Task item: Until the line containing "pub enum ApiError" has been reproduced, keep reproducing each line of the material below exactly, starting with the first.

Material provided:
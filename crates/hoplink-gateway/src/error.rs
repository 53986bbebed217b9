use axum::http::StatusCode;
use axum::response::{IntoResponse, Response};
use axum::Json;
use serde_json::json;

use hoplink_allocator::AllocationError;
use hoplink_analytics::AnalyticsError;
use hoplink_core::StoreError;
use hoplink_redirector::ResolveError;

pub type Result<T> = std::result::Result<T, ApiError>;

/// Gateway-level error wrapper mapping the service taxonomy onto HTTP.
#[derive(Debug)]
pub enum ApiError {
    Allocation(AllocationError),
    Resolve(ResolveError),
    Analytics(AnalyticsError),
    Store(StoreError),
}

impl From<AllocationError> for ApiError {
    fn from(err: AllocationError) -> Self {
        Self::Allocation(err)
    }
}

impl From<ResolveError> for ApiError {
    fn from(err: ResolveError) -> Self {
        Self::Resolve(err)
    }
}

impl From<AnalyticsError> for ApiError {
    fn from(err: AnalyticsError) -> Self {
        Self::Analytics(err)
    }
}

impl From<StoreError> for ApiError {
    fn from(err: StoreError) -> Self {
        Self::Store(err)
    }
}

impl ApiError {
    /// Status code plus stable machine-readable kind.
    fn status_and_kind(&self) -> (StatusCode, &'static str) {
        match self {
            ApiError::Allocation(err) => match err {
                AllocationError::InvalidUrl(_) => (StatusCode::BAD_REQUEST, "invalid_url"),
                AllocationError::AliasInvalid(_) => (StatusCode::BAD_REQUEST, "alias_invalid"),
                AllocationError::AliasTaken(_) => (StatusCode::CONFLICT, "alias_taken"),
                AllocationError::Exhausted { .. } => {
                    (StatusCode::INTERNAL_SERVER_ERROR, "allocation_exhausted")
                }
                AllocationError::Store(_) => {
                    (StatusCode::SERVICE_UNAVAILABLE, "service_unavailable")
                }
            },
            ApiError::Resolve(err) => match err {
                ResolveError::NotFound(_) => (StatusCode::NOT_FOUND, "not_found"),
                ResolveError::Expired(_) => (StatusCode::GONE, "expired"),
                ResolveError::Unavailable(_) => {
                    (StatusCode::SERVICE_UNAVAILABLE, "service_unavailable")
                }
            },
            ApiError::Analytics(err) => match err {
                AnalyticsError::NotFound(_) => (StatusCode::NOT_FOUND, "not_found"),
                AnalyticsError::InvalidWindow(_) => (StatusCode::BAD_REQUEST, "invalid_window"),
                AnalyticsError::Store(_) => {
                    (StatusCode::SERVICE_UNAVAILABLE, "service_unavailable")
                }
            },
            ApiError::Store(_) => (StatusCode::SERVICE_UNAVAILABLE, "service_unavailable"),
        }
    }

    fn message(&self) -> String {
        match self {
            ApiError::Allocation(err) => err.to_string(),
            ApiError::Resolve(err) => err.to_string(),
            ApiError::Analytics(err) => err.to_string(),
            ApiError::Store(err) => err.to_string(),
        }
    }
}

impl IntoResponse for ApiError {
    fn into_response(self) -> Response {
        let (status, kind) = self.status_and_kind();
        let body = Json(json!({
            "error": kind,
            "message": self.message(),
        }));
        (status, body).into_response()
    }
}

#[cfg(test)]
mod tests {
    use super::*;

    #[test]
    fn allocation_errors_map_to_contract_statuses() {
        let cases = [
            (
                ApiError::Allocation(AllocationError::InvalidUrl("x".to_string())),
                StatusCode::BAD_REQUEST,
            ),
            (
                ApiError::Allocation(AllocationError::AliasInvalid("x".to_string())),
                StatusCode::BAD_REQUEST,
            ),
            (
                ApiError::Allocation(AllocationError::AliasTaken("x".to_string())),
                StatusCode::CONFLICT,
            ),
            (
                ApiError::Allocation(AllocationError::Exhausted { attempts: 10 }),
                StatusCode::INTERNAL_SERVER_ERROR,
            ),
        ];
        for (err, expected) in cases {
            assert_eq!(err.status_and_kind().0, expected);
        }
    }

    #[test]
    fn resolve_errors_map_to_contract_statuses() {
        let cases = [
            (
                ApiError::Resolve(ResolveError::NotFound("x".to_string())),
                StatusCode::NOT_FOUND,
            ),
            (
                ApiError::Resolve(ResolveError::Expired("x".to_string())),
                StatusCode::GONE,
            ),
            (
                ApiError::Resolve(ResolveError::Unavailable("x".to_string())),
                StatusCode::SERVICE_UNAVAILABLE,
            ),
        ];
        for (err, expected) in cases {
            assert_eq!(err.status_and_kind().0, expected);
        }
    }
}
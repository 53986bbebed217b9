use thiserror::Error;

#[derive(Debug, Clone, Error)]
pub enum CoreError {
    #[error("invalid short code: {0}")]
    InvalidShortCode(String),
}

/// Errors surfaced by [`LinkStore`][crate::LinkStore] implementations.
///
/// `Conflict` carries unique-insert semantics: it is the only storage error
/// the allocator interprets rather than propagates.
#[derive(Debug, Clone, Error)]
pub enum StoreError {
    #[error("code already exists: {0}")]
    Conflict(String),
    #[error("store backend unavailable: {0}")]
    Unavailable(String),
    #[error("store operation timed out: {0}")]
    Timeout(String),
    #[error("store query failed: {0}")]
    Query(String),
    #[error("stored data is invalid: {0}")]
    InvalidData(String),
    #[error("store operation failed: {0}")]
    Operation(String),
}

/// Errors surfaced by [`LinkCache`][crate::LinkCache] implementations.
///
/// Callers on the redirect path must treat every variant as a cache miss;
/// cache errors are never request-fatal.
#[derive(Debug, Clone, Error)]
pub enum CacheError {
    #[error("cache backend unavailable: {0}")]
    Unavailable(String),
    #[error("cache operation timed out: {0}")]
    Timeout(String),
    #[error("cache serialization failed: {0}")]
    Serialization(String),
    #[error("cache value is invalid: {0}")]
    InvalidData(String),
    #[error("cache operation failed: {0}")]
    Operation(String),
}
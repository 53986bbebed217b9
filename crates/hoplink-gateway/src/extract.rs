use axum::http::HeaderMap;
use std::net::SocketAddr;

use hoplink_analytics::RequestMetadata;

/// Captures the analytics-relevant parts of a request. Raw header
/// values only; precedence rules live in [`RequestMetadata`].
pub fn request_metadata(headers: &HeaderMap, remote_addr: SocketAddr) -> RequestMetadata {
    let header = |name: &str| {
        headers
            .get(name)
            .and_then(|value| value.to_str().ok())
            .map(str::to_string)
    };

    RequestMetadata {
        user_agent: header("user-agent"),
        referrer: header("referer").or_else(|| header("referrer")),
        forwarded_for: header("x-forwarded-for"),
        real_ip: header("x-real-ip"),
        remote_addr: Some(remote_addr.ip().to_string()),
    }
}

#[cfg(test)]
mod tests {
    use super::*;
    use axum::http::HeaderValue;

    fn addr() -> SocketAddr {
        "10.0.0.1:54321".parse().unwrap()
    }

    #[test]
    fn captures_headers_and_peer() {
        let mut headers = HeaderMap::new();
        headers.insert("user-agent", HeaderValue::from_static("test-agent"));
        headers.insert("referer", HeaderValue::from_static("https://a.example.com"));
        headers.insert(
            "x-forwarded-for",
            HeaderValue::from_static("203.0.113.7, 10.0.0.1"),
        );

        let meta = request_metadata(&headers, addr());
        assert_eq!(meta.user_agent.as_deref(), Some("test-agent"));
        assert_eq!(meta.referrer.as_deref(), Some("https://a.example.com"));
        assert_eq!(meta.client_ip(), "203.0.113.7");
    }

    #[test]
    fn falls_back_to_peer_address() {
        let meta = request_metadata(&HeaderMap::new(), addr());
        assert_eq!(meta.client_ip(), "10.0.0.1");
    }

    #[test]
    fn accepts_misspelled_referrer_header() {
        let mut headers = HeaderMap::new();
        headers.insert("referrer", HeaderValue::from_static("https://b.example.com"));

        let meta = request_metadata(&headers, addr());
        assert_eq!(meta.referrer.as_deref(), Some("https://b.example.com"));
    }
}
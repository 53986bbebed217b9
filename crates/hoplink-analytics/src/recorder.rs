use crate::classify::UaClassifier;
use crate::request::RequestMetadata;
use jiff::Timestamp;
use std::sync::Arc;
use tokio::sync::mpsc;
use tracing::{debug, warn};

use hoplink_core::{ClickEvent, LinkStore, ShortCode};

/// Default depth of the click queue. Clicks arriving while the queue is
/// full are dropped, which bounds both memory and analytics staleness
/// under load.
pub const DEFAULT_QUEUE_DEPTH: usize = 1024;

struct ClickJob {
    code: ShortCode,
    meta: RequestMetadata,
}

struct ClickWriter {
    store: Arc<dyn LinkStore>,
    classifier: Arc<dyn UaClassifier>,
}

impl ClickWriter {
    fn build_event(&self, meta: &RequestMetadata) -> ClickEvent {
        let user_agent = meta.user_agent_or_unknown();
        let profile = self.classifier.classify(&user_agent);

        ClickEvent {
            timestamp: Timestamp::now(),
            ip: meta.client_ip(),
            user_agent,
            referrer: meta.referrer_or_direct(),
            device: profile.device,
            browser: profile.browser,
            os: profile.os,
            country: None,
        }
    }

    /// Applies one click: bump the counter, append the event. Failures
    /// are logged and dropped; there is no retry and no caller to
    /// propagate to.
    async fn write(&self, code: &ShortCode, meta: &RequestMetadata) {
        let event = self.build_event(meta);

        if let Err(e) = self.store.increment_clicks(code).await {
            warn!(code = %code, error = %e, "failed to increment click count");
            return;
        }
        if let Err(e) = self.store.append_click_event(code, event).await {
            warn!(code = %code, error = %e, "failed to append click event");
        }
    }
}

/// Records clicks without ever blocking the redirect that produced them.
///
/// `dispatch` pushes onto a bounded queue drained by a single worker
/// task; `record_now` takes the same write path inline for callers that
/// want the click durable before responding (the cold-cache resolve
/// path). Cloning the recorder shares the queue and worker.
#[derive(Clone)]
pub struct ClickRecorder {
    tx: mpsc::Sender<ClickJob>,
    writer: Arc<ClickWriter>,
}

impl ClickRecorder {
    /// Spawns the worker task and returns a handle to it.
    pub fn spawn(store: Arc<dyn LinkStore>, classifier: Arc<dyn UaClassifier>) -> Self {
        Self::with_queue_depth(store, classifier, DEFAULT_QUEUE_DEPTH)
    }

    pub fn with_queue_depth(
        store: Arc<dyn LinkStore>,
        classifier: Arc<dyn UaClassifier>,
        queue_depth: usize,
    ) -> Self {
        let (tx, mut rx) = mpsc::channel::<ClickJob>(queue_depth);
        let writer = Arc::new(ClickWriter { store, classifier });

        let worker = Arc::clone(&writer);
        tokio::spawn(async move {
            while let Some(job) = rx.recv().await {
                worker.write(&job.code, &job.meta).await;
            }
            debug!("click recorder worker stopped");
        });

        Self { tx, writer }
    }

    /// Enqueues a click for background recording. Returns immediately;
    /// a full or closed queue drops the event with a log line.
    pub fn dispatch(&self, code: ShortCode, meta: RequestMetadata) {
        if let Err(e) = self.tx.try_send(ClickJob { code, meta }) {
            warn!(error = %e, "click queue rejected event, dropping");
        }
    }

    /// Records a click inline. Errors are already absorbed by the write
    /// path, so this cannot fail — it can only take a moment.
    pub async fn record_now(&self, code: &ShortCode, meta: &RequestMetadata) {
        self.writer.write(code, meta).await;
    }
}
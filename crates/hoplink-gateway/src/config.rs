use clap::{Parser, ValueEnum};
use std::fmt::{Display, Formatter};
use std::net::SocketAddr;
use std::time::Duration;

use hoplink_allocator::{AllocatorConfig, Strategy};

pub const LISTEN_ADDR_ENV: &str = "HOPLINK_GATEWAY_LISTEN_ADDR";
pub const BASE_URL_ENV: &str = "HOPLINK_BASE_URL";
pub const STRATEGY_ENV: &str = "HOPLINK_STRATEGY";
pub const CODE_LENGTH_ENV: &str = "HOPLINK_CODE_LENGTH";
pub const MAX_RETRIES_ENV: &str = "HOPLINK_MAX_RETRIES";
pub const CACHE_TTL_ENV: &str = "HOPLINK_CACHE_TTL_SECS";
pub const STORE_BACKEND_ENV: &str = "HOPLINK_STORE_BACKEND";
pub const MYSQL_DSN_ENV: &str = "HOPLINK_MYSQL_DSN";
pub const CACHE_BACKEND_ENV: &str = "HOPLINK_CACHE_BACKEND";
pub const REDIS_URL_ENV: &str = "HOPLINK_REDIS_URL";

pub const DEFAULT_LISTEN_ADDR: &str = "127.0.0.1:8080";
pub const DEFAULT_BASE_URL: &str = "http://localhost:8080";

#[derive(Debug, Clone, Copy, PartialEq, Eq, ValueEnum)]
pub enum StrategyArg {
    Sequential,
    Random,
}

impl From<StrategyArg> for Strategy {
    fn from(arg: StrategyArg) -> Self {
        match arg {
            StrategyArg::Sequential => Strategy::Sequential,
            StrategyArg::Random => Strategy::Random,
        }
    }
}

#[derive(Debug, Clone, Copy, PartialEq, Eq, ValueEnum)]
pub enum StoreBackendArg {
    #[value(name = "in-memory")]
    InMemory,
    #[value(name = "mysql")]
    Mysql,
}

impl Display for StoreBackendArg {
    fn fmt(&self, f: &mut Formatter<'_>) -> std::fmt::Result {
        match self {
            StoreBackendArg::InMemory => write!(f, "in-memory"),
            StoreBackendArg::Mysql => write!(f, "mysql"),
        }
    }
}

#[derive(Debug, Clone, Copy, PartialEq, Eq, ValueEnum)]
pub enum CacheBackendArg {
    #[value(name = "moka")]
    Moka,
    #[value(name = "redis")]
    Redis,
}

impl Display for CacheBackendArg {
    fn fmt(&self, f: &mut Formatter<'_>) -> std::fmt::Result {
        match self {
            CacheBackendArg::Moka => write!(f, "moka"),
            CacheBackendArg::Redis => write!(f, "redis"),
        }
    }
}

#[derive(Debug, Parser)]
#[command(name = "hoplink-gateway")]
pub struct CLI {
    #[arg(long, env = LISTEN_ADDR_ENV, default_value = DEFAULT_LISTEN_ADDR)]
    pub listen_addr: SocketAddr,

    /// Public base URL used when rendering short links.
    #[arg(long, env = BASE_URL_ENV, default_value = DEFAULT_BASE_URL)]
    pub base_url: String,

    #[arg(long, env = STRATEGY_ENV, value_enum, default_value_t = StrategyArg::Sequential)]
    pub strategy: StrategyArg,

    /// Code length for the random strategy.
    #[arg(long, env = CODE_LENGTH_ENV, default_value_t = 6)]
    pub code_length: usize,

    /// Retry budget for the random strategy.
    #[arg(long, env = MAX_RETRIES_ENV, default_value_t = 10)]
    pub max_retries: u32,

    #[arg(long, env = CACHE_TTL_ENV, default_value_t = 3600)]
    pub cache_ttl_secs: u64,

    #[arg(
        long,
        env = STORE_BACKEND_ENV,
        value_enum,
        default_value_t = StoreBackendArg::InMemory
    )]
    pub store: StoreBackendArg,

    #[arg(long, env = MYSQL_DSN_ENV, required_if_eq("store", "mysql"))]
    pub mysql_dsn: Option<String>,

    #[arg(
        long,
        env = CACHE_BACKEND_ENV,
        value_enum,
        default_value_t = CacheBackendArg::Moka
    )]
    pub cache: CacheBackendArg,

    #[arg(long, env = REDIS_URL_ENV, required_if_eq("cache", "redis"))]
    pub redis_url: Option<String>,
}

impl CLI {
    pub fn allocator_config(&self) -> AllocatorConfig {
        AllocatorConfig::builder()
            .strategy(self.strategy.into())
            .code_length(self.code_length)
            .max_retries(self.max_retries)
            .cache_ttl(Duration::from_secs(self.cache_ttl_secs))
            .build()
    }
}
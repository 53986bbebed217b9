//! [`LinkCache`][hoplink_core::LinkCache] implementations shared across
//! hoplink services.

pub mod moka;
pub mod redis;

pub use moka::MokaLinkCache;
pub use redis::RedisLinkCache;
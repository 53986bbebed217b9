use crate::request::UNKNOWN;
use woothee::parser::Parser;

/// Device/browser/OS classification derived from a user-agent string.
#[derive(Debug, Clone, PartialEq, Eq)]
pub struct UaProfile {
    pub device: String,
    pub browser: String,
    pub os: String,
}

impl Default for UaProfile {
    fn default() -> Self {
        Self {
            device: "desktop".to_string(),
            browser: UNKNOWN.to_string(),
            os: UNKNOWN.to_string(),
        }
    }
}

/// The classification ruleset seam.
///
/// The ruleset itself is an external collaborator; this trait keeps the
/// recorder testable with a canned classifier.
pub trait UaClassifier: Send + Sync + 'static {
    fn classify(&self, user_agent: &str) -> UaProfile;
}

/// Woothee-backed classifier.
pub struct WootheeClassifier;

// Woothee reports unmatched fields with this literal.
const WOOTHEE_UNKNOWN: &str = "UNKNOWN";

impl UaClassifier for WootheeClassifier {
    fn classify(&self, user_agent: &str) -> UaProfile {
        let parser = Parser::new();
        let Some(result) = parser.parse(user_agent) else {
            return UaProfile::default();
        };

        UaProfile {
            device: device_label(result.category),
            browser: known_or_unknown(result.name),
            os: known_or_unknown(result.os),
        }
    }
}

fn known_or_unknown(value: &str) -> String {
    if value.is_empty() || value == WOOTHEE_UNKNOWN {
        UNKNOWN.to_string()
    } else {
        value.to_string()
    }
}

/// Collapses woothee's categories to the device labels the reports use.
/// Anything unrecognized counts as desktop, matching the upstream
/// classifier's own fallback.
fn device_label(category: &str) -> String {
    match category {
        "smartphone" | "mobilephone" => "mobile",
        "appliance" => "appliance",
        "crawler" => "bot",
        _ => "desktop",
    }
    .to_string()
}

#[cfg(test)]
mod tests {
    use super::*;

    const CHROME_DESKTOP: &str = "Mozilla/5.0 (Windows NT 10.0; Win64; x64) \
        AppleWebKit/537.36 (KHTML, like Gecko) Chrome/120.0.0.0 Safari/537.36";
    const SAFARI_IPHONE: &str = "Mozilla/5.0 (iPhone; CPU iPhone OS 17_0 like Mac OS X) \
        AppleWebKit/605.1.15 (KHTML, like Gecko) Version/17.0 Mobile/15E148 Safari/604.1";

    #[test]
    fn desktop_chrome() {
        let profile = WootheeClassifier.classify(CHROME_DESKTOP);
        assert_eq!(profile.browser, "Chrome");
        assert_eq!(profile.device, "desktop");
        assert!(profile.os.starts_with("Windows"));
    }

    #[test]
    fn iphone_is_mobile() {
        let profile = WootheeClassifier.classify(SAFARI_IPHONE);
        assert_eq!(profile.device, "mobile");
        assert_eq!(profile.browser, "Safari");
    }

    #[test]
    fn garbage_falls_back_to_defaults() {
        let profile = WootheeClassifier.classify("definitely not a browser");
        assert_eq!(profile, UaProfile::default());
    }

    #[test]
    fn default_profile_is_unknown_desktop() {
        let profile = UaProfile::default();
        assert_eq!(profile.device, "desktop");
        assert_eq!(profile.browser, "Unknown");
        assert_eq!(profile.os, "Unknown");
    }
}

Problem solution:
filename crates/hoplink-gateway/src/error.rs
repository 53986bbebed217b9
use axum::http::StatusCode;
use axum::response::{IntoResponse, Response};
use axum::Json;
use serde_json::json;

use hoplink_allocator::AllocationError;
use hoplink_analytics::AnalyticsError;
use hoplink_core::StoreError;
use hoplink_redirector::ResolveError;

pub type Result<T> = std::result::Result<T, ApiError>;

/// Gateway-level error wrapper mapping the service taxonomy onto HTTP.
#[derive(Debug)]
pub enum ApiError {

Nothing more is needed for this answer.